According to The Independent, at one point in the Oct. 12 rally, Trump was heckled by a woman in the crowd. He responded to the interruption of the rally by returning to a theme that was prevalent during his 2016 rallies, threatening violence to dissenters.
“This election is your chance to send a message,” Trump said, before turning around to face the crowd which was booing a heckler. “Back home to mommy. She goes back home to mommy. ‘Was that you, darling?’ And then she gets the hell knocked out of her,” Trump remarked.
Despite the identity of the heckler being unclear at the time, Trump also claimed the woman’s mother was a supporter of his, “Her mother’s a big fan of ours, you know that, right?”
Trump also continued his extremist rhetoric at the rally, at several points referring to Election Day as “liberation day,” calling the United States an “occupied country,” and claiming that migrants are “taking over” states. Trump also said, “It’s no different really than if we lost a war.”
On social media, some of the responses to Trump’s rhetoric around the heckler questioned the sincerity of his earlier pledge to be a protector of women.
According to Politico reporter Daniel Lippman, Trump’s rhetoric has only gotten darker as the campaign has gone on.
“I think he feels like the walls have closed in on him, that he faces potential jail time in criminal cases,” Lippman told CNN. “If he loses this election, then there is a good chance that he will go to prison so this is almost an existential battle for him to not be put in an orange jumpsuit.”
According to CNN, Vice President Harris was critical of Trump’s comments about an “enemy from within” at her own rally on Oct 14.
“You heard his words, coming from him. He’s talking about the enemy within … he’s talking about that he considers anyone that doesn’t support him, or who will not bend to his will, an enemy of our country,” Harris said.
Harris continued, “He’s saying he would use the military to go after them … and we know who he would target because he has attacked them before: journalists whose stories he doesn’t like, election officials who refuse to cheat by finding extra votes for him, judges who insist on following the law instead of bending to his will. This is among the reasons I believe so strongly that a second Trump term would be a huge risk for America, and dangerous.”
Harris’ running mate, Minnesota Gov.
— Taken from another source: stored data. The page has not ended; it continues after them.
//! Bot-versus-bot match runner.
//!
//! One game is a loop of turns:
//!
//! ```text
//!   terminal board?        -> Win(survivor)
//!   ply cap reached?       -> PlyLimit
//!   side to move has a move -> apply it
//!   otherwise              -> pass; two passes in a row -> Stalemate
//! ```
//!
//! A pass consumes a ply, so every game ends within `max_plies` turns.

use std::sync::atomic::{AtomicBool, Ordering};
use std::sync::Arc;

use rand::rngs::StdRng;
use rand::SeedableRng;

use dipole_core::{Board, BotWeights, Bot, Color, Move, RandomMover, Strategy};

use crate::config::{ArenaConfig, PlayerKind};
use crate::stats::MatchStats;

/// How a game ended.
#[derive(Clone, Copy, Debug, PartialEq, Eq)]
pub enum Outcome {
    Win(Color),
    /// Neither side could move on consecutive turns.
    Stalemate,
    /// Ply cap reached with both sides alive.
    PlyLimit,
}

/// Summary of a finished game.
#[derive(Clone, Debug, PartialEq, Eq)]
pub struct GameRecord {
    pub outcome: Outcome,
    pub plies: u32,
    pub passes: u32,
    pub captures: u32,
}

/// Build a player for `color`.
pub fn make_player(kind: PlayerKind, color: Color, weights: BotWeights, seed: u64) -> Box<dyn Strategy> {
    let rng = StdRng::seed_from_u64(seed);
    match kind {
        PlayerKind::Greedy => Box::new(Bot::new(color, weights, rng)),
        PlayerKind::Random => Box::new(RandomMover::new(color, rng)),
    }
}

/// Play one game from `board`, White first. `on_move` sees every applied
/// move together with the board after it.
pub fn play_game(
    mut board: Board,
    white: &mut dyn Strategy,
    black: &mut dyn Strategy,
    max_plies: u32,
    mut on_move: impl FnMut(Color, &Move, &Board),
) -> (GameRecord, Board) {
    let mut to_move = Color::White;
    let mut plies = 0;
    let mut passes = 0;
    let mut captures = 0;
    let mut consecutive_passes = 0;

    let outcome = loop {
        if board.is_terminal() {
            // Both sides empty only happens on a hand-built board.
            break board.winner().map_or(Outcome::Stalemate, Outcome::Win);
        }
        if plies >= max_plies {
            break Outcome::PlyLimit;
        }

        let player: &mut dyn Strategy = match to_move {
            Color::White => &mut *white,
            Color::Black => &mut *black,
        };
        match player.choose_move(&board) {
            Some(mov) => {
                captures += mov.captures.len() as u32;
                board.apply(&mov);
                on_move(to_move, &mov, &board);
                consecutive_passes = 0;
            }
            None => {
                log::debug!("{} has no legal move and passes", to_move);
                passes += 1;
                consecutive_passes += 1;
            }
        }
        plies += 1;

        if consecutive_passes >= 2 {
            break Outcome::Stalemate;
        }
        to_move = to_move.opponent();
    };

    (GameRecord { outcome, plies, passes, captures }, board)
}

/// Runs a series of games and accumulates statistics.
pub struct Arena {
    config: ArenaConfig,
    pub stats: MatchStats,
}

impl Arena {
    pub fn new(config: ArenaConfig) -> Self {
        Arena { config, stats: MatchStats::new() }
    }

    pub fn config(&self) -> &ArenaConfig {
        &self.config
    }

    /// Play the whole series, stopping early once `running` goes false.
    /// Returns the number of games completed.
    pub fn run(&mut self, running: &Arc<AtomicBool>) -> anyhow::Result<u32> {
        let config = self.config.clone();
        let start = Board::with_config(&config.game)?;

        for game in 0..config.games {
            if !running.load(Ordering::SeqCst) {
                log::warn!("interrupted after {} games", game);
                return Ok(game);
            }

            let seed = config.seed.wrapping_add(game as u64);
            let mut white = make_player(config.white, Color::White, config.weights, seed);
            // Separate stream from White.
            let mut black =
                make_player(config.black, Color::Black, config.weights, seed ^ 0x9e37_79b9_7f4a_7c15);

            let show = config.show;
            let (record, last) =
                play_game(start.clone(), white.as_mut(), black.as_mut(), config.max_plies, |color, mov, board| {
                    if show {
                        println!("{} {}", color, mov);
                        println!("{}", board);
                    }
                });

            if show {
                println!("Game {}: {:?} after {} plies", game + 1, record.outcome, record.plies);
                println!("{}", last);
            }
            log::debug!("game {} seed={} {:?}", game + 1, seed, record);
            self.stats.record(&record);

            if self.stats.should_log(config.log_interval_secs) {
                self.stats.log_progress();
            }
        }
        Ok(config.games)
    }
}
Tim Walz, told supporters during a campaign stop in Green Bay, Wisconsin that Trump’s suggestion that he will use the National Guard or the United States military to respond to dissenters disgusted him.
“As someone who wore this nation’s uniform proudly, as someone who now is the commander In chief of the Minnesota National Guard, the idea of sending US military personnel against American citizens makes me sick to my stomach,” Walz said. “We’ll let the lawyers decide if what he said was treason. But what I know is, it’s a call for violence, plain and simple, and it’s pretty damn un-American if you ask me.”